The parameter proposed to quantify duration of drug effect is the area under the curve expressing probability of drug effect as a function of time after the agent is discontinued. This parameter is denoted the mean effect time. It is calculated using the logistic (or Hill) equation to relate the probability of drug effect to drug concentration, which in turn can be calculated as a function of time by pharmacokinetic simulation. Mean effect times were calculated for sufentanil, alfentanil, propofol, and midazolam using the logistic equation describing recovery and by assuming that drug blood concentrations during maintenance of anesthesia were sufficient to reduce the probability of responsiveness to surgical stimulation to 10% (C90). Published pharmacokinetic and pharmacodynamic parameters were used for these calculations. These results were compared to the relevant decrement times (as defined in this paper, the time required for the concentration to decrease from C90 to the concentration at which 50% of patients are responsive and/or able to maintain adequate ventilation, denoted C50). It was assumed that C90 and C50 were independent variables.
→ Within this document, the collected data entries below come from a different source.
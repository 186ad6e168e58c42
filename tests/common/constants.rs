//! Shared constants for end-to-end tests
//!
//! The servers spawned by the tests use the built-in catalog, these mirror
//! its users and fragrances.
#![allow(dead_code)]

// ============================================================================
// Test Users
// ============================================================================

/// Regular (non premium) user
pub const REGULAR_USER: &str = "jane";

/// Premium user
pub const PREMIUM_USER: &str = "john";

// ============================================================================
// Test Catalog IDs
// ============================================================================

/// Sauvage by Dior, has two reviews and a deal
pub const SAUVAGE_ID: &str = "1";

/// Baccarat Rouge 540, listed on the marketplace
pub const BACCARAT_ID: &str = "2";

/// Light Blue by Dolce & Gabbana
pub const LIGHT_BLUE_ID: &str = "3";

/// Black Orchid by Tom Ford
pub const BLACK_ORCHID_ID: &str = "4";

/// Acqua di Gio by Giorgio Armani
pub const ACQUA_DI_GIO_ID: &str = "5";

/// Flowerbomb by Viktor & Rolf
pub const FLOWERBOMB_ID: &str = "6";

/// Number of fragrances in the built-in catalog
pub const FRAGRANCES_COUNT: usize = 6;

// ============================================================================
// Test Timeouts and Configuration
// ============================================================================

/// Maximum time to wait for server to become ready (milliseconds)
pub const SERVER_READY_TIMEOUT_MS: u64 = 5000;

/// Timeout for individual HTTP requests (seconds)
pub const REQUEST_TIMEOUT_SECS: u64 = 10;

/// Polling interval when waiting for server ready (milliseconds)
pub const SERVER_READY_POLL_INTERVAL_MS: u64 = 50;
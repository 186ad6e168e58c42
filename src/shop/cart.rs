use crate::catalog::{Catalog, Fragrance};
use serde::Serialize;
use thiserror::Error;
use uuid::Uuid;

const FREE_SHIPPING_ABOVE_CENTS: u64 = 10_000;
const FLAT_SHIPPING_CENTS: u64 = 999;
const TAX_PERCENT: u64 = 8;

/// Upper bound for a single cart line.
pub const MAX_QUANTITY: u32 = 99;

pub const DEFAULT_SIZE: &str = "100ml";

#[derive(Debug, Error, PartialEq, Eq)]
pub enum CartError {
    #[error("Fragrance {0} does not exist")]
    UnknownFragrance(String),

    #[error("Cart item {0} does not exist")]
    UnknownItem(String),

    #[error("Quantity must be at least 1")]
    ZeroQuantity,

    #[error("Quantity cannot exceed {max}", max = MAX_QUANTITY)]
    QuantityTooLarge,
}

#[derive(Clone, Serialize, Debug, PartialEq, Eq)]
pub struct CartItem {
    pub id: String,
    pub fragrance_id: String,
    pub size: String,
    pub quantity: u32,
}

#[derive(Serialize, Debug, PartialEq)]
pub struct OrderSummary {
    pub item_count: u64,
    pub subtotal: f64,
    pub shipping: f64,
    pub free_shipping: bool,
    pub tax: f64,
    pub total: f64,
}

#[derive(Serialize, Debug)]
pub struct CartLine<'a> {
    #[serde(flatten)]
    pub item: &'a CartItem,
    pub fragrance: &'a Fragrance,
    pub line_total: f64,
}

#[derive(Serialize, Debug)]
pub struct CartView<'a> {
    pub items: Vec<CartLine<'a>>,
    pub summary: OrderSummary,
}

fn to_cents(dollars: f64) -> u64 {
    (dollars * 100.0).round().max(0.0) as u64
}

fn to_dollars(cents: u64) -> f64 {
    cents as f64 / 100.0
}

#[derive(Clone, Debug, Default)]
pub struct Cart {
    items: Vec<CartItem>,
}

impl Cart {
    pub fn items(&self) -> &[CartItem] {
        &self.items
    }

    pub fn is_empty(&self) -> bool {
        self.items.is_empty()
    }

    /// Adds a fragrance in the given size. Adding a fragrance/size pair that is
    /// already in the cart bumps that line's quantity instead.
    pub fn add(
        &mut self,
        catalog: &Catalog,
        fragrance_id: &str,
        size: &str,
        quantity: u32,
    ) -> Result<&CartItem, CartError> {
        if quantity == 0 {
            return Err(CartError::ZeroQuantity);
        }
        if quantity > MAX_QUANTITY {
            return Err(CartError::QuantityTooLarge);
        }
        if catalog.get_fragrance(fragrance_id).is_none() {
            return Err(CartError::UnknownFragrance(fragrance_id.to_string()));
        }
        let index = match self
            .items
            .iter()
            .position(|i| i.fragrance_id == fragrance_id && i.size == size)
        {
            Some(index) => {
                let item = &mut self.items[index];
                item.quantity = item
                    .quantity
                    .checked_add(quantity)
                    .filter(|q| *q <= MAX_QUANTITY)
                    .ok_or(CartError::QuantityTooLarge)?;
                index
            }
            None => {
                self.items.push(CartItem {
                    id: Uuid::new_v4().to_string(),
                    fragrance_id: fragrance_id.to_string(),
                    size: size.to_string(),
                    quantity,
                });
                self.items.len() - 1
            }
        };
        Ok(&self.items[index])
    }

    /// Sets a line's quantity, a quantity of 0 removes the line.
    pub fn update_quantity(&mut self, item_id: &str, quantity: u32) -> Result<(), CartError> {
        if quantity == 0 {
            return self.remove(item_id);
        }
        if quantity > MAX_QUANTITY {
            return Err(CartError::QuantityTooLarge);
        }
        match self.items.iter_mut().find(|i| i.id == item_id) {
            Some(item) => {
                item.quantity = quantity;
                Ok(())
            }
            None => Err(CartError::UnknownItem(item_id.to_string())),
        }
    }

    pub fn remove(&mut self, item_id: &str) -> Result<(), CartError> {
        let before = self.items.len();
        self.items.retain(|i| i.id != item_id);
        if self.items.len() == before {
            return Err(CartError::UnknownItem(item_id.to_string()));
        }
        Ok(())
    }

    pub fn clear(&mut self) {
        self.items.clear();
    }

    pub fn summary(&self, catalog: &Catalog) -> OrderSummary {
        let mut item_count = 0u64;
        let mut subtotal = 0u64;
        for item in self.items.iter() {
            if let Some(fragrance) = catalog.get_fragrance(&item.fragrance_id) {
                item_count += u64::from(item.quantity);
                subtotal += to_cents(fragrance.price) * item.quantity as u64;
            }
        }
        let free_shipping = subtotal > FREE_SHIPPING_ABOVE_CENTS;
        let shipping = if subtotal == 0 || free_shipping {
            0
        } else {
            FLAT_SHIPPING_CENTS
        };
        let tax = (subtotal * TAX_PERCENT + 50) / 100;
        OrderSummary {
            item_count,
            subtotal: to_dollars(subtotal),
            shipping: to_dollars(shipping),
            free_shipping,
            tax: to_dollars(tax),
            total: to_dollars(subtotal + shipping + tax),
        }
    }

    pub fn view<'a>(&'a self, catalog: &'a Catalog) -> CartView<'a> {
        let items = self
            .items
            .iter()
            .filter_map(|item| {
                catalog.get_fragrance(&item.fragrance_id).map(|fragrance| CartLine {
                    item,
                    fragrance,
                    line_total: to_dollars(to_cents(fragrance.price) * item.quantity as u64),
                })
            })
            .collect();
        CartView {
            items,
            summary: self.summary(catalog),
        }
    }
}
pub mod config;
mod content_routes;
mod http_layers;
mod premium_routes;
mod recommend_routes;
pub mod server;
pub(self) mod session;
pub mod state;
mod user_routes;

pub use config::ServerConfig;
pub use http_layers::*;
pub use server::run_server;
pub use session::{AccessError, Session, COOKIE_SESSION_TOKEN_KEY, HEADER_SESSION_TOKEN_KEY};
use crate::catalog::{Catalog, Fragrance};
use chrono::{DateTime, Utc};
use serde::Serialize;

#[derive(Clone, Copy, Debug, PartialEq, Eq, Default)]
pub enum WishlistSort {
    #[default]
    Added,
    Name,
    PriceLow,
    PriceHigh,
    Rating,
}

impl WishlistSort {
    pub fn parse(s: &str) -> Option<WishlistSort> {
        match s {
            "added" => Some(WishlistSort::Added),
            "name" => Some(WishlistSort::Name),
            "price-low" => Some(WishlistSort::PriceLow),
            "price-high" => Some(WishlistSort::PriceHigh),
            "rating" => Some(WishlistSort::Rating),
            _ => None,
        }
    }
}

#[derive(Clone, Debug)]
struct WishlistEntry {
    fragrance_id: String,
    added_at: DateTime<Utc>,
}

#[derive(Serialize, Debug)]
pub struct WishlistItem<'a> {
    pub fragrance: &'a Fragrance,
    pub added_at: DateTime<Utc>,
}

/// Fragrances saved for later, each at most once, kept in insertion order.
#[derive(Clone, Debug, Default)]
pub struct Wishlist {
    entries: Vec<WishlistEntry>,
}

impl Wishlist {
    /// Returns false when the fragrance was already saved.
    pub fn add(&mut self, fragrance_id: &str) -> bool {
        if self.contains(fragrance_id) {
            return false;
        }
        self.entries.push(WishlistEntry {
            fragrance_id: fragrance_id.to_string(),
            added_at: Utc::now(),
        });
        true
    }

    pub fn remove(&mut self, fragrance_id: &str) -> bool {
        let before = self.entries.len();
        self.entries.retain(|e| e.fragrance_id != fragrance_id);
        self.entries.len() != before
    }

    pub fn contains(&self, fragrance_id: &str) -> bool {
        self.entries.iter().any(|e| e.fragrance_id == fragrance_id)
    }

    pub fn len(&self) -> usize {
        self.entries.len()
    }

    pub fn is_empty(&self) -> bool {
        self.entries.is_empty()
    }

    /// Saved fragrances whose name or brand contains `filter`, sorted.
    pub fn list<'a>(
        &self,
        catalog: &'a Catalog,
        filter: Option<&str>,
        sort: WishlistSort,
    ) -> Vec<WishlistItem<'a>> {
        let filter = filter
            .map(|f| f.trim().to_lowercase())
            .filter(|f| !f.is_empty());
        let mut items: Vec<WishlistItem<'a>> = self
            .entries
            .iter()
            .filter_map(|e| {
                catalog.get_fragrance(&e.fragrance_id).map(|fragrance| WishlistItem {
                    fragrance,
                    added_at: e.added_at,
                })
            })
            .filter(|item| match &filter {
                Some(f) => {
                    item.fragrance.name.to_lowercase().contains(f)
                        || item.fragrance.brand.to_lowercase().contains(f)
                }
                None => true,
            })
            .collect();

        match sort {
            // Entries are in insertion order, newest last.
            WishlistSort::Added => items.reverse(),
            WishlistSort::Name => items.sort_by(|a, b| a.fragrance.name.cmp(&b.fragrance.name)),
            WishlistSort::PriceLow => {
                items.sort_by(|a, b| a.fragrance.price.total_cmp(&b.fragrance.price))
            }
            WishlistSort::PriceHigh => {
                items.sort_by(|a, b| b.fragrance.price.total_cmp(&a.fragrance.price))
            }
            WishlistSort::Rating => {
                items.sort_by(|a, b| b.fragrance.rating.total_cmp(&a.fragrance.rating))
            }
        }
        items
    }
}
use serde::{Deserialize, Serialize};

#[derive(Clone, Copy, Serialize, Deserialize, Debug, PartialEq, Eq)]
pub enum ListingCondition {
    New,
    #[serde(rename = "Like New")]
    LikeNew,
    Good,
    Fair,
}

/// A peer-to-peer resale offer for a catalog fragrance.
#[derive(Clone, Serialize, Deserialize, Debug, PartialEq)]
pub struct MarketplaceListing {
    pub id: String,
    pub fragrance_id: String,
    pub seller_name: String,
    pub seller_rating: f64,
    pub price: f64,
    pub condition: ListingCondition,
    pub bottle_size: String,
    pub remaining_amount: String,
    pub description: String,
    pub location: String,
    pub shipping_options: Vec<String>,
    pub date_posted: String,
}
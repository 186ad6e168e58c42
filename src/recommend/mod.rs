//! Recommendation flows built on the note matcher.
//!
//! Every flow picks candidates with a fixed predicate over the catalog and
//! ranks them against a signature profile, then rewrites the reason text
//! with its own templates.

mod chat;
mod layering;
mod mood;
mod smells_like;

pub use chat::{chat, ChatReply, ChatTopic, CHAT_GREETING, CHAT_GREETING_SUGGESTIONS};
pub use layering::{
    analyze_layering, Compatibility, Complexity, Difficulty, LayeringAnalysis,
    LayeringCombination, LayeringError, LayeringTip, LAYERING_COMBINATIONS, LAYERING_TIPS,
};
pub use mood::{mood_match, mood_recommendations, MatchMood, RecommendationMood};
pub use smells_like::{smells_like, ScentFamily};

use crate::catalog::{Catalog, Fragrance, Tier};
use crate::scent::{match_profile, FlowSettings, MatchResult, ScentProfile};
use tracing::warn;

/// A fixed profile standing for a mood or a keyword family.
pub(crate) fn signature_profile(entries: &[(Tier, &str, u8)]) -> ScentProfile {
    let mut profile = ScentProfile::new();
    for (tier, note, intensity) in entries {
        if let Err(err) = profile.add_note(*tier, note, *intensity) {
            warn!("Skipping signature note \"{}\": {}", note, err);
        }
    }
    profile
}

pub(crate) fn rank_candidates<'a, P>(
    catalog: &'a Catalog,
    predicate: P,
    profile: &ScentProfile,
    settings: FlowSettings,
) -> Vec<MatchResult<'a>>
where
    P: Fn(&Fragrance) -> bool,
{
    match_profile(
        profile,
        catalog.fragrances().iter().filter(|f| predicate(f)),
        settings,
    )
}
use super::{rank_candidates, signature_profile};
use crate::catalog::notes::{note_key, same_note};
use crate::catalog::{Catalog, Fragrance, Tier};
use crate::scent::{FlowSettings, MatchResult, ScentProfile};
use serde::Serialize;
use tracing::warn;

const MENTIONED_NOTE_INTENSITY: u8 = 5;

/// Scent families recognized by keyword in a free-text description.
#[derive(Clone, Copy, Serialize, Debug, PartialEq, Eq)]
#[serde(rename_all = "lowercase")]
pub enum ScentFamily {
    Fresh,
    Sweet,
    Aquatic,
    Woody,
    Floral,
}

impl ScentFamily {
    const ALL: [ScentFamily; 5] = [
        ScentFamily::Fresh,
        ScentFamily::Sweet,
        ScentFamily::Aquatic,
        ScentFamily::Woody,
        ScentFamily::Floral,
    ];

    fn keywords(self) -> &'static [&'static str] {
        match self {
            ScentFamily::Fresh => &["rain", "fresh", "clean"],
            ScentFamily::Sweet => &["vanilla", "sweet", "cookie"],
            ScentFamily::Aquatic => &["ocean", "sea", "breeze"],
            ScentFamily::Woody => &["wood", "forest", "pine"],
            ScentFamily::Floral => &["rose", "floral", "garden"],
        }
    }

    /// First family with a keyword contained in `text`, in declaration order.
    pub fn detect(text: &str) -> Option<ScentFamily> {
        let lower = text.to_lowercase();
        Self::ALL
            .into_iter()
            .find(|family| family.keywords().iter().any(|k| lower.contains(k)))
    }

    fn accepts(self, fragrance: &Fragrance) -> bool {
        let notes = &fragrance.notes;
        match self {
            ScentFamily::Fresh => {
                fragrance.has_mood("Fresh")
                    || notes.tier_contains_any(Tier::Top, &["Bergamot", "Lemon", "Lime"])
            }
            ScentFamily::Sweet => {
                notes.tier_contains_any(Tier::Base, &["Vanilla"]) || fragrance.has_mood("Sweet")
            }
            ScentFamily::Aquatic => {
                notes.tier_contains_any(Tier::Middle, &["Sea Notes", "Marine Notes"])
                    || fragrance.has_mood("Fresh")
            }
            ScentFamily::Woody => {
                notes.tier_contains_any(Tier::Base, &["Cedar", "Sandalwood", "Vetiver"])
            }
            ScentFamily::Floral => {
                notes.tier_contains_any(Tier::Middle, &["Rose", "Jasmine", "Ylang-Ylang"])
            }
        }
    }

    fn signature(self) -> ScentProfile {
        signature_profile(match self {
            ScentFamily::Fresh => &[
                (Tier::Top, "Bergamot", 7),
                (Tier::Top, "Lemon", 7),
                (Tier::Top, "Lime", 6),
                (Tier::Base, "Musk", 5),
            ],
            ScentFamily::Sweet => &[
                (Tier::Middle, "Cinnamon", 4),
                (Tier::Base, "Vanilla", 9),
                (Tier::Base, "Tonka Bean", 6),
                (Tier::Base, "Benzoin", 5),
            ],
            ScentFamily::Aquatic => &[
                (Tier::Top, "Lemon", 5),
                (Tier::Middle, "Sea Notes", 8),
                (Tier::Middle, "Marine Notes", 6),
                (Tier::Base, "Musk", 5),
            ],
            ScentFamily::Woody => &[
                (Tier::Base, "Cedar", 8),
                (Tier::Base, "Sandalwood", 7),
                (Tier::Base, "Vetiver", 6),
                (Tier::Base, "Oakmoss", 5),
            ],
            ScentFamily::Floral => &[
                (Tier::Middle, "Rose", 8),
                (Tier::Middle, "Jasmine", 8),
                (Tier::Middle, "Ylang-Ylang", 6),
            ],
        })
    }
}

/// Notes used anywhere in the catalog that `text` mentions, each placed in the
/// first tier it shows up in.
fn mentioned_notes(catalog: &Catalog, text: &str) -> ScentProfile {
    let lower = note_key(text);
    let mut profile = ScentProfile::new();
    for fragrance in catalog.fragrances() {
        for tier in Tier::ALL {
            for note in fragrance.notes.tier(tier) {
                let key = note_key(note);
                if key.is_empty() || !lower.contains(&key) {
                    continue;
                }
                let already_there = profile
                    .iter()
                    .any(|(_, n)| same_note(&n.note, note));
                if already_there {
                    continue;
                }
                if let Err(err) = profile.add_note(tier, note, MENTIONED_NOTE_INTENSITY) {
                    warn!("Skipping mentioned note \"{}\": {}", note, err);
                }
            }
        }
    }
    profile
}

fn describe(fragrance: &Fragrance, query: &str, position: usize) -> String {
    match position % 4 {
        0 => format!(
            "The {} notes capture that \"{}\" essence perfectly",
            fragrance.notes.top.join(" and "),
            query
        ),
        1 => format!(
            "This fragrance evokes the same feeling as \"{}\" with its unique composition",
            query
        ),
        2 => format!(
            "The scent profile matches your \"{}\" description through its carefully balanced notes",
            query
        ),
        _ => format!(
            "Strong similarities between \"{}\" and this fragrance's olfactory signature",
            query
        ),
    }
}

/// Finds fragrances resembling a described smell, e.g. "fresh rain on a
/// summer morning".
pub fn smells_like<'a>(catalog: &'a Catalog, query: &str, settings: FlowSettings) -> Vec<MatchResult<'a>> {
    let query = query.trim();
    if query.is_empty() {
        return vec![];
    }
    let mut results = match ScentFamily::detect(query) {
        Some(family) => rank_candidates(catalog, |f| family.accepts(f), &family.signature(), settings),
        None => {
            let profile = mentioned_notes(catalog, query);
            rank_candidates(catalog, |_| true, &profile, settings)
        }
    };
    for (position, result) in results.iter_mut().enumerate() {
        result.reason = describe(result.fragrance, query, position);
    }
    results
}
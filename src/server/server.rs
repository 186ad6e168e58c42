use anyhow::{Context, Result};
use std::time::Duration;

use tracing::{debug, info};

use crate::catalog::Catalog;
use crate::user::UserRole;
use axum_extra::extract::cookie::{Cookie, SameSite};
use tower_http::services::ServeDir;

use axum::{
    extract::State,
    http::{header, StatusCode},
    middleware,
    response::{IntoResponse, Response},
    routing::{get, post},
    Json, Router,
};
use serde::{Deserialize, Serialize};

#[cfg(feature = "slowdown")]
use super::slowdown_request;
use super::{
    analysis_delay,
    content_routes::content_routes,
    http_cache, log_requests,
    premium_routes::premium_routes,
    recommend_routes::{recommend_info_routes, recommend_routes},
    session::{Session, COOKIE_SESSION_TOKEN_KEY},
    state::ServerState,
    user_routes::user_routes,
    ServerConfig,
};

#[derive(Serialize)]
struct ServerStats {
    pub uptime: String,
    pub fragrances: usize,
    pub session_token: Option<String>,
}

fn format_uptime(duration: Duration) -> String {
    let total_seconds = duration.as_secs();

    let days = total_seconds / 86_400;
    let hours = (total_seconds % 86_400) / 3600;
    let minutes = (total_seconds % 3600) / 60;
    let seconds = total_seconds % 60;

    format!("{}d {:02}:{:02}:{:02}", days, hours, minutes, seconds)
}

#[derive(Deserialize, Debug)]
struct LoginBody {
    pub user_handle: String,
}

#[derive(Serialize)]
struct LoginSuccessResponse {
    token: String,
    handle: Option<String>,
    role: UserRole,
}

async fn home(session: Option<Session>, State(state): State<ServerState>) -> impl IntoResponse {
    let stats = ServerStats {
        uptime: format_uptime(state.start_time.elapsed()),
        fragrances: state.catalog.get_fragrances_count(),
        session_token: session.map(|s| s.token),
    };
    Json(stats)
}

fn session_created_response(body: LoginSuccessResponse) -> Response {
    let cookie = Cookie::build((COOKIE_SESSION_TOKEN_KEY, body.token.clone()))
        .path("/")
        .http_only(true)
        .same_site(SameSite::Lax)
        .build();
    (
        StatusCode::CREATED,
        [(header::SET_COOKIE, cookie.to_string())],
        Json(body),
    )
        .into_response()
}

async fn login(State(state): State<ServerState>, Json(body): Json<LoginBody>) -> Response {
    debug!("login() called with {:?}", body);
    let Some(user) = state.catalog.get_user_by_handle(&body.user_handle) else {
        return StatusCode::FORBIDDEN.into_response();
    };
    let response_body = match state.sessions.lock() {
        Ok(mut sessions) => {
            let session = sessions.open_for_user(user);
            LoginSuccessResponse {
                token: session.token.0.clone(),
                handle: session.handle.clone(),
                role: session.role,
            }
        }
        Err(_) => return StatusCode::INTERNAL_SERVER_ERROR.into_response(),
    };
    info!("{} logged in", body.user_handle);
    session_created_response(response_body)
}

async fn guest(State(state): State<ServerState>) -> Response {
    let response_body = match state.sessions.lock() {
        Ok(mut sessions) => {
            let session = sessions.open_guest();
            LoginSuccessResponse {
                token: session.token.0.clone(),
                handle: None,
                role: session.role,
            }
        }
        Err(_) => return StatusCode::INTERNAL_SERVER_ERROR.into_response(),
    };
    session_created_response(response_body)
}

async fn logout(State(state): State<ServerState>, session: Session) -> Response {
    let closed = match state.sessions.lock() {
        Ok(mut sessions) => sessions.close(&session.token),
        Err(_) => return StatusCode::INTERNAL_SERVER_ERROR.into_response(),
    };
    if !closed {
        return StatusCode::BAD_REQUEST.into_response();
    }
    let cookie = Cookie::build((COOKIE_SESSION_TOKEN_KEY, ""))
        .path("/")
        .expires(time::OffsetDateTime::now_utc() - time::Duration::days(1))
        .same_site(SameSite::Lax)
        .build();
    (StatusCode::OK, [(header::SET_COOKIE, cookie.to_string())]).into_response()
}

pub fn make_app(config: ServerConfig, catalog: Catalog) -> Result<Router> {
    let state = ServerState::new(config.clone(), catalog);

    let auth_routes: Router = Router::new()
        .route("/login", post(login))
        .route("/guest", post(guest))
        .route("/logout", get(logout))
        .with_state(state.clone());

    let content_routes: Router = content_routes()
        .layer(middleware::from_fn_with_state(
            config.content_cache_age_sec,
            http_cache,
        ))
        .with_state(state.clone());

    let mut delayed_routes = recommend_routes();
    if config.analysis_delay_ms > 0 {
        delayed_routes = delayed_routes.layer(middleware::from_fn_with_state(
            config.analysis_delay_ms,
            analysis_delay,
        ));
    }
    #[cfg(feature = "slowdown")]
    {
        delayed_routes = delayed_routes.layer(middleware::from_fn(slowdown_request));
    }
    let recommend_routes: Router = delayed_routes
        .merge(recommend_info_routes())
        .with_state(state.clone());

    let user_routes: Router = user_routes().with_state(state.clone());
    let premium_routes: Router = premium_routes().with_state(state.clone());

    let home_router: Router = match config.frontend_dir_path {
        Some(frontend_path) => {
            let static_files_service =
                ServeDir::new(frontend_path).append_index_html_on_directories(true);
            Router::new().fallback_service(static_files_service)
        }
        None => Router::new()
            .route("/", get(home))
            .with_state(state.clone()),
    };

    let mut app: Router = home_router
        .nest("/v1/auth", auth_routes)
        .nest("/v1/content", content_routes)
        .nest("/v1", recommend_routes)
        .nest("/v1/user", user_routes)
        .nest("/v1/premium", premium_routes);

    app = app.layer(middleware::from_fn_with_state(state.clone(), log_requests));

    Ok(app)
}

pub async fn run_server(config: ServerConfig, catalog: Catalog) -> Result<()> {
    let port = config.port;
    let app = make_app(config, catalog)?;

    let listener = tokio::net::TcpListener::bind(format!("0.0.0.0:{}", port))
        .await
        .with_context(|| format!("Could not bind port {}", port))?;
    info!("Listening on port {}", port);

    Ok(axum::serve(listener, app).await?)
}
Mean effect times for midazolam and propofol, for which the steepness parameter delta for recovery (responsiveness and adequate ventilation) is less than 4, are significantly greater than the decrement time. Mean effect times for sufentanil and alfentanil (delta = 6 and 10, respectively) are close to decrement times. The discrepancy between mean effect time and decrement time becomes greater as the duration of drug administration increases. The incorporation of pharmacokinetic variability into the calculations had little effect on the results.
Context-sensitive half-times or other decrement times have been shown to be the most useful measures of the kinetics of drug concentrations. Mean effect time may be a useful concept for understanding the recovery from drug effects.
最近的几项研究分析了药代动力学参数与持续药物输注停止后浓度下降速率之间的关系。尽管这些研究阐明了我们对药代动力学中与麻醉实践最相关方面的理解,但它们并未直接解决药物作用持续时间的问题,而药物作用持续时间将是药代动力学和药效学变量的函数。本文通过提出一种方法来扩展这些概念,该方法在以二元的、有反应/无反应方式评估药物作用时,将药代动力学和药效学统一在一个药物作用持续时间的度量中。
用于量化药物作用持续时间的参数是曲线下面积,它表示药物停止使用后药物作用概率随时间的变化。该参数称为平均效应时间。它使用逻辑(或希尔)方程计算,将药物作用概率与药物浓度相关联,而药物浓度又可以通过药代动力学模拟作为时间的函数来计算。使用描述恢复的逻辑方程并假设麻醉维持期间的药物血药浓度足以将对手术刺激的反应概率降低到10%(C90),计算了舒芬太尼、阿芬太尼、丙泊酚和咪达唑仑的平均效应时间。这些计算使用已发表的药代动力学和药效学参数。将这些结果与相关的下降时间(如本文所定义,浓度从C90下降到50%的患者有反应和/或能够维持足够通气的浓度所需的时间,称为C50)进行比较。假设C90和C50是独立变量。
咪达唑仑和丙泊酚的平均效应时间,其恢复(反应性和足够通气)的陡度参数δ小于4,显著大于下降时间。舒芬太尼和阿芬太尼的平均效应时间(分别为δ = 6和10)接近下降时间。随着药物给药持续时间的增加,平均效应时间与下降时间之间的差异变得更大。将药代动力学变异性纳入计算对结果影响很小。
情境敏感半衰期或其他下降时间已被证明是药物浓度动力学最有用的度量。平均效应时间可能是理解药物作用恢复的一个有用概念。